Feature

Child's play: How Toca Boca is leading the kid app revolution

Child's play: How Toca Boca is leading the kid app revolution
Once the preserve of the affluent professional, smartphones and tablets are now a part of our cultural furniture, enjoying an entertainment role within the family home that rivals that of the television or home computer.

Game developers have been quick to seize upon the opportunity to market games for young children to parents who want apps that can successfully mix accessibility, enjoyment and education.

Toca Boca is perhaps the most successful suite of virtual toys in this regard, selling more than 40 million apps since the series' debut in March 2011.

This success has not gone unnoticed by Apple itself, which regularly features the Swedish studios' new products and, with the forthcoming launch of iOS 7, has created a new 'Kids' section in the overhauled App Store.

Press play

Emil Ovemar, co-founder and producer of Toca Boca, immediately saw the iPad's potential as a new play device for younger children on its launch.

"All of a sudden new interactive play experiences were possible for children. But the digital toys me and my kids longed for did not exist," he says.


Emil Ovemar

Ovemar and his business partner Björn Jeffry founded Toca Boca to fill this gap in the market, describing the company as a 'play' studio, intending to create digital toys, rather than video games.

"Understanding that definition is important for everyone in the team," he explains. "We don't make games: we make toys. We also design for kids, not girls or boys and that guides us in our design decisions."


User-created content from Toca Builders

Those design decisions are not only the result of instinct, but also of a keen understanding of the audience.

"The most common mistake that people make when creating digital toys and games for kids is not understanding the minds of children," says Ovemar.

"You need to do your research, dig deep, play a lot and be really honest with your testing. If you can't pick up subtle cues that guide you to great products you won't succeed.

"You need to look for that spark in children's eyes. If your product can't ignite that spark you are not trying hard enough or your concept does not work. Adult logic can't be your guiding star. Children have their own logic. That is what I love about designing for kids."

Test for the best

The studio has a knack for choosing themes that resonate with the audience.

In Toca Hair Salon players can cut, curl, colour and style a character's hair-do, watching its humorous reactions to their choices play out. Toca Band is a playful music app that encourages children to explore music in a tactile way.

Every release encourages creativity and expression in the child, all presented in the studio's inimitable, eye-catching European style.


Toca Band

While it appears as though the company can do no wrong, its string of successes derive from intense play-testing.

"We often make paper prototypes to be able to play through the experience with kids," says Ovemar.

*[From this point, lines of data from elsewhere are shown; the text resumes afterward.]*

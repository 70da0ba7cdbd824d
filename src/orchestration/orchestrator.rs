use std::any::Any;
use std::collections::HashMap;
use std::future::Future;
use std::sync::Arc;
use thiserror::Error;
use tokio::task::{Id, JoinError, JoinSet};
use tokio::time::Instant;
use tokio_util::sync::CancellationToken;
use tracing::{debug, info, instrument, warn};
use uuid::Uuid;

use super::state::OrchestratorState;
use super::task::ProvisioningTask;
use crate::automation::{AutomationEngine, SeedGenerator};
use crate::config::PoolConfig;
use crate::constants::reasons;
use crate::events::{EventSink, ProvisioningEvent};
use crate::models::{RunReport, TaskOutcome};
use crate::store::ProfileStore;

#[derive(Debug, Clone, PartialEq, Error)]
pub enum OrchestratorError {
    #[error("orchestrator is single-use and is already {state}")]
    AlreadyStarted { state: OrchestratorState },

    #[error("run interrupted while waiting for the pool ({report})")]
    Interrupted { report: RunReport },

    #[error("invalid pool configuration: {0}")]
    InvalidPool(String),

    #[error("illegal orchestrator transition from {from} to {to}")]
    InvalidTransition {
        from: OrchestratorState,
        to: OrchestratorState,
    },
}

enum StopReason {
    ShutdownTimeout,
    Interrupted,
}

/// Runs a fixed pool of provisioning tasks and aggregates their outcomes.
///
/// An orchestrator drives exactly one run. The pool is sized to
/// `worker_count` and receives exactly that many tasks; no task is submitted
/// after the wait begins.
pub struct Orchestrator {
    pool: PoolConfig,
    engine: Arc<dyn AutomationEngine>,
    store: Arc<dyn ProfileStore>,
    events: Arc<dyn EventSink>,
    seeds: SeedGenerator,
    state: OrchestratorState,
    run_id: Uuid,
    cancel: CancellationToken,
}

impl std::fmt::Debug for Orchestrator {
    fn fmt(&self, f: &mut std::fmt::Formatter<'_>) -> std::fmt::Result {
        f.debug_struct("Orchestrator")
            .field("pool", &self.pool)
            .field("engine", &self.engine.name())
            .field("store", &self.store.name())
            .field("state", &self.state)
            .field("run_id", &self.run_id)
            .finish()
    }
}

impl Orchestrator {
    pub fn new(
        pool: PoolConfig,
        engine: Arc<dyn AutomationEngine>,
        store: Arc<dyn ProfileStore>,
        events: Arc<dyn EventSink>,
        seeds: SeedGenerator,
    ) -> Result<Self, OrchestratorError> {
        pool.validate()
            .map_err(|e| OrchestratorError::InvalidPool(e.to_string()))?;

        Ok(Self {
            pool,
            engine,
            store,
            events,
            seeds,
            state: OrchestratorState::Idle,
            run_id: Uuid::new_v4(),
            cancel: CancellationToken::new(),
        })
    }

    pub fn state(&self) -> OrchestratorState {
        self.state
    }

    pub fn run_id(&self) -> Uuid {
        self.run_id
    }

    pub fn pool_config(&self) -> &PoolConfig {
        &self.pool
    }

    /// Run to completion or forced shutdown with no external interruption
    pub async fn run(&mut self) -> Result<RunReport, OrchestratorError> {
        self.run_until(futures::future::pending::<()>()).await
    }

    /// Run the pool, treating completion of `interrupt` as an external
    /// cancellation signal.
    ///
    /// Interruption forces shutdown exactly like the shutdown timeout does,
    /// then returns [`OrchestratorError::Interrupted`] carrying the report.
    #[instrument(skip_all, fields(run_id = %self.run_id, worker_count = self.pool.worker_count))]
    pub async fn run_until<F>(&mut self, interrupt: F) -> Result<RunReport, OrchestratorError>
    where
        F: Future<Output = ()>,
    {
        let current = self.state;
        self.transition(OrchestratorState::Running)
            .map_err(|_| OrchestratorError::AlreadyStarted { state: current })?;

        debug!(
            run_id = %self.run_id,
            worker_count = self.pool.worker_count,
            engine = self.engine.name(),
            store = self.store.name(),
            "🚀 ORCHESTRATOR: Starting provisioning run"
        );
        self.events.emit(ProvisioningEvent::RunStarted {
            run_id: self.run_id,
            worker_count: self.pool.worker_count,
        });

        let (mut pool, mut pending) = self.submit_tasks();
        let mut report = RunReport::default();

        let deadline = Instant::now().checked_add(self.pool.shutdown_timeout);
        let shutdown_timer = async move {
            match deadline {
                Some(deadline) => tokio::time::sleep_until(deadline).await,
                // Beyond the clock's range: the timeout can never fire
                None => futures::future::pending::<()>().await,
            }
        };
        tokio::pin!(shutdown_timer);
        tokio::pin!(interrupt);

        let stop = loop {
            tokio::select! {
                biased;
                joined = pool.join_next_with_id() => match joined {
                    Some(joined) => {
                        let outcome = self.resolve(joined, &mut pending);
                        report.record(&outcome);
                    }
                    None => break None,
                },
                _ = &mut shutdown_timer => break Some(StopReason::ShutdownTimeout),
                _ = &mut interrupt => break Some(StopReason::Interrupted),
            }
        };

        let Some(reason) = stop else {
            self.transition(OrchestratorState::Terminated)?;
            info!(run_id = %self.run_id, %report, "✅ ORCHESTRATOR: All tasks reported before shutdown timeout");
            self.events.emit(ProvisioningEvent::RunTerminated {
                run_id: self.run_id,
                report,
            });
            return Ok(report);
        };

        let abandoned = self
            .force_shutdown(&mut pool, &mut pending, &mut report)
            .await;
        self.transition(OrchestratorState::ForcedShutdown)?;
        self.events.emit(ProvisioningEvent::RunForcedShutdown {
            run_id: self.run_id,
            abandoned,
            report,
        });

        match reason {
            StopReason::ShutdownTimeout => Ok(report),
            StopReason::Interrupted => {
                warn!(run_id = %self.run_id, %report, "⚠️ ORCHESTRATOR: Run interrupted");
                self.events.emit(ProvisioningEvent::RunInterrupted {
                    run_id: self.run_id,
                    report,
                });
                Err(OrchestratorError::Interrupted { report })
            }
        }
    }

    fn transition(&mut self, next: OrchestratorState) -> Result<(), OrchestratorError> {
        if !self.state.can_transition_to(next) {
            return Err(OrchestratorError::InvalidTransition {
                from: self.state,
                to: next,
            });
        }
        debug!(run_id = %self.run_id, from = %self.state, to = %next, "Orchestrator state transition");
        self.state = next;
        Ok(())
    }

    fn submit_tasks(&self) -> (JoinSet<TaskOutcome>, HashMap<Id, usize>) {
        let mut pool = JoinSet::new();
        let mut pending = HashMap::with_capacity(self.pool.worker_count);

        for index in 0..self.pool.worker_count {
            let task = ProvisioningTask::new(
                index,
                self.run_id,
                self.seeds.generate(),
                Arc::clone(&self.engine),
                Arc::clone(&self.store),
                Arc::clone(&self.events),
                self.pool.per_task_timeout,
                self.cancel.child_token(),
            );
            let handle = pool.spawn(task.execute());
            pending.insert(handle.id(), index);
        }

        debug!(
            run_id = %self.run_id,
            submitted = pending.len(),
            "Task submission closed"
        );
        (pool, pending)
    }

    /// Signal every running task, abort the pool and count what never reported.
    ///
    /// Returns the number of tasks recorded as forced-shutdown.
    async fn force_shutdown(
        &self,
        pool: &mut JoinSet<TaskOutcome>,
        pending: &mut HashMap<Id, usize>,
        report: &mut RunReport,
    ) -> usize {
        warn!(
            run_id = %self.run_id,
            outstanding = pending.len(),
            "⚠️ ORCHESTRATOR: Forcing shutdown of outstanding tasks"
        );

        self.cancel.cancel();
        pool.abort_all();

        let mut abandoned = 0;
        while let Some(joined) = pool.join_next_with_id().await {
            let outcome = self.resolve(joined, pending);
            if matches!(&outcome, TaskOutcome::AutomationFailed { reason } if reason == reasons::FORCED_SHUTDOWN)
            {
                abandoned += 1;
            }
            report.record(&outcome);
        }

        report.forced = true;
        abandoned
    }

    /// Turn a joined task into its outcome.
    ///
    /// Tasks that report themselves have already emitted their event; tasks
    /// that were aborted or panicked get one emitted here.
    fn resolve(
        &self,
        joined: Result<(Id, TaskOutcome), JoinError>,
        pending: &mut HashMap<Id, usize>,
    ) -> TaskOutcome {
        match joined {
            Ok((id, outcome)) => {
                pending.remove(&id);
                outcome
            }
            Err(error) => {
                let task_index = pending.remove(&error.id()).unwrap_or_default();
                let reason = if error.is_panic() {
                    format!(
                        "{}: {}",
                        reasons::TASK_PANICKED,
                        panic_message(error.into_panic())
                    )
                } else {
                    reasons::FORCED_SHUTDOWN.to_string()
                };

                self.events.emit(ProvisioningEvent::TaskAutomationFailed {
                    run_id: self.run_id,
                    task_index,
                    reason: reason.clone(),
                });
                TaskOutcome::automation_failed(reason)
            }
        }
    }
}

fn panic_message(payload: Box<dyn Any + Send>) -> String {
    if let Some(message) = payload.downcast_ref::<&str>() {
        (*message).to_string()
    } else if let Some(message) = payload.downcast_ref::<String>() {
        message.clone()
    } else {
        "unknown panic".to_string()
    }
}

"We garner invaluable input at that point: what is fun about the concept, what ideas do they get and what should the interaction roughly feel like. Then we make digital prototypes and iterate to get kids' feedback. We test three or four times with kids during development to just observe and pick up areas of improvement and see if that special spark is there."

For Ovemar, listening to a child's feedback is the key to finding success.

"Kids have all the answers," he says. "Just put your product in their hands and observe. They don't necessarily explain how they feel but when you are skilled enough to pick up the details in their reactions, all the answers are there.

"Have confidence in the core of your product. Don't worry about features. Get your core thing right and make it magical. It's hard to relax and believe in the small but polished core but it is always the right decision. Scale up from there but never move forward without the magical core."

'Embrace failure'

It's also important for the studio to be playful in its approach to making these toys, trying out new approaches and learning to embrace failure.

"We are OK with taking risks and failing and I think that's part of what makes us successful," says Ovemar.

"We strive to innovate and have the best products because children deserve magical products. To be able to do that you need to take risks. We are lucky to be in situation where we can take risks, having a CEO that understands that risk is important to be successful in this field is fantastic.

"Also we have incredible designers and developers. That leads to great products. [Finally], we have brilliant marketing and brand people we can reach out to the people that like our products."


Toca Hair Salon 2

In contrast to common wisdom, Toca Boca opts for paid apps, rather than a free-to-play business model.

Ovemar believes that the choice of business model has a discernible effect on the sort of people who'll download an app, and the relationship they form with the company behind them.

"We want to create a quality brand that parents trust," he claims.

"As a parent myself I think quality is worth paying for when it comes to apps for my kids just as I pay for toys, books, movies for them.

"My kids play some IAP games since I know how to handle device settings to be safe. But none of them have game mechanics I like my kids to play with so I'm no free-to-play fan when it comes to my own children.

"The mechanics are defined by the business model and digital toys should focus more on childrens' play patterns I believe."

Despite the huge amount of success that Toca Boca has enjoyed in the past two years, in the fast-moving app space, Ovemar worries that some of the lessons he and his team have learned may no longer be applicable.

"It's becoming harder for new players to get visibility in the paid charts," he concludes.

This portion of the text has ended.